- Born: July 23, 1824 London, England
- Died: December 7, 1884 (aged 60) Lowell, Massachusetts
- Education: Harvard Medical School
- Known for: Smallpox vaccine
- Scientific career
- Fields: Public health

= Henry Austin Martin =

British-American physician

Henry Austin Martin (23 July 1824 – 7 December 1884) was an English-born American physician known for introducing the method of production and use of smallpox vaccine lymph from calves. He was the first American physician to experiment successfully with a vaccine for the bovine virus.

== Early life ==
Martin was born on 23 July 1824 in London, England. His father was Henry James Martin, Esq. M. R. C. S.

Martin graduated from Harvard Medical School with an MD in 1845.

== Career ==
Martin was a staff surgeon with the U. S. Vols and a Brevet Lieutenant Colonel "for gallant and meritorious services" in a wartime campaign.

Martin is best known for standardizing a method of vaccine production from calves that had been used for at least a century, the technique of which was utilized by Aventis-Pasteur. The vaccine was thought to have saved Boston from a potentially catastrophic 1873 epidemic, but he was widely criticized by medical peers and the general public. Human lymph later became illegal in the United States since it no longer provided adequate immunity, and played a role in the 1905 Supreme Court case JACOBSON v. MASSACHUSETTS regarding compulsory vaccination.

Vaccinia virus, a member of the poxvirus family, affected rodents and is believed to have become extinct in the late 1800s. It is a critical component of the modern smallpox vaccine. Survival of the vaccinia is credited to Martin, sons Francis and Stephen, and Martin's lineage of pupils who preserved the virus in a laboratory setting.

Later in his career, Martin was an advocate for bovine vaccines which were thought to preserve potency and mitigate the risk of syphilis transmission. He worked against anti-vaccination activists, and exposed fraudulent manufacturers whose vaccines were both unsafe and ineffective.

He was the Vaccine Committee chair for the American Medical Association.

== Personal life ==
Martin married Francis Coffin Crosby (born 16 Nov 1825).
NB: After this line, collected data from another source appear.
//! Construction-time and render-time errors.
//!
//! Geometric degeneracies (parallel rays, singular systems) are not errors;
//! intersection routines report them as a miss.

use crate::Spectrum;
use penta_math::{PoseError, Vec4};
use thiserror::Error;

/// Tolerance on `|v| - 1` for vectors that must be unit length.
pub const UNIT_TOLERANCE: f32 = 1e-5;

/// A physical or geometric constraint violated while constructing a scene object.
#[derive(Error, Debug, Clone, PartialEq)]
pub enum PhysicsError {
    #[error("{what} must be positive and finite, got {value}")]
    NonPositive { what: &'static str, value: f32 },

    #[error("{what} must be unit length, got length {length}")]
    NotUnitLength { what: &'static str, length: f32 },

    #[error("{what} must be finite, got {value:?}")]
    NotFinite { what: &'static str, value: Vec4 },

    #[error("box size must be positive on every axis, got {size:?}")]
    NonPositiveSize { size: Vec4 },

    #[error("reflectance must lie in [0, 1] on every channel, got {0:?}")]
    ReflectanceOutOfRange(Spectrum),

    #[error("{what} must be finite and non-negative, got {value:?}")]
    NegativeSpectrum { what: &'static str, value: Spectrum },

    #[error("tetrahedron vertices are degenerate (volume {volume})")]
    DegenerateTetrahedron { volume: f32 },

    #[error("field of view must lie in (0, pi) radians, got {0}")]
    InvalidFov(f32),

    #[error("image size must be non-zero, got {width}x{height}")]
    EmptyImage { width: u32, height: u32 },

    #[error(transparent)]
    Pose(#[from] PoseError),
}

pub type PhysicsResult<T> = Result<T, PhysicsError>;

#[derive(Error, Debug)]
pub enum RenderError {
    #[error("render needs at least one thread")]
    NoThreads,

    #[error("render needs at least one sample per pixel")]
    NoSamples,

    #[error("failed to start a pool of {threads} render threads")]
    ThreadPool {
        threads: usize,
        #[source]
        source: rayon::ThreadPoolBuildError,
    },
}

pub(crate) fn check_positive(what: &'static str, value: f32) -> PhysicsResult<f32> {
    if value > 0.0 && value.is_finite() {
        Ok(value)
    } else {
        Err(PhysicsError::NonPositive { what, value })
    }
}

pub(crate) fn check_unit(what: &'static str, v: Vec4) -> PhysicsResult<Vec4> {
    let length = v.length();
    if (length - 1.0).abs() < UNIT_TOLERANCE {
        Ok(v)
    } else {
        Err(PhysicsError::NotUnitLength { what, length })
    }
}

pub(crate) fn check_finite(what: &'static str, value: Vec4) -> PhysicsResult<Vec4> {
    if value.is_finite() {
        Ok(value)
    } else {
        Err(PhysicsError::NotFinite { what, value })
    }
}

#[cfg(test)]
mod tests {
    use super::*;

    #[test]
    fn test_check_positive() {
        assert!(check_positive("radius", 0.5).is_ok());
        assert!(check_positive("radius", 0.0).is_err());
        assert!(check_positive("radius", f32::NAN).is_err());
        assert!(check_positive("radius", f32::INFINITY).is_err());
    }

    #[test]
    fn test_check_unit_reports_length() {
        let err = check_unit("normal", Vec4::new(0.0, 2.0, 0.0, 0.0)).unwrap_err();
        assert_eq!(err, PhysicsError::NotUnitLength { what: "normal", length: 2.0 });
        assert_eq!(err.to_string(), "normal must be unit length, got length 2");
    }
}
They had the following children:

- Henry Maclean (15 May 1849);
- Stephen Crosby, MD (17 September 1850)
- Austin Agnew, AB, LLB (3 November 1851)
- Frances Moody (3 April 1855; 17 Mar 1857)
- Francis Coffin, AB, MD (22 Mar 1858)

The family is buried in Lowell Cemetery in Lowell, Massachusetts.

== Awards and honors ==
- He is the namesake of Martin's Bandage, as well as Martin's cartilage clamp, Martin incision, Martin vigorimeter, and Martin's Disease (periosteoarthritis of the foot from excessive walking).
- He received an honorary A.M. from Dartmouth.
- Martin's vaccine contribution was commemorated by a historical marker at 27 Dudley Street, in the Roxbury section of Boston
- In 1991, John Joseph Buder's dissertation at the University of Texas was Letters of Henry Austin Martin: The Vaccination Correspondence to Thomas Fanning Wood, 1877-1883.

== Selected publications ==

- Hahnemann and Paracelsus. On Some Ancient Medical Delusions, and Their Connection with Errors Still Existing. An Address Delivered Before the Norfolk District Medical Society, November 11, 1857
- The American Medical Association Vs. Henry A. Martin, M.D., Member of Said Association, and Late Chairman of Its Committee on Vaccination. Rand, Avery, & Fryf, 1871.
- "The India-Rubber Bandage For Ulcers And Other Diseases Of The Legs". The British Medical Journal vol. 2, no. 930 (1878): 624–626.
- “The Solid Rubber Bandage.” The British Medical Journal, vol. 2, no. 937, 1878, pp. 874–874.
- A Few Words on "unfortunate Results of Vaccination".1880.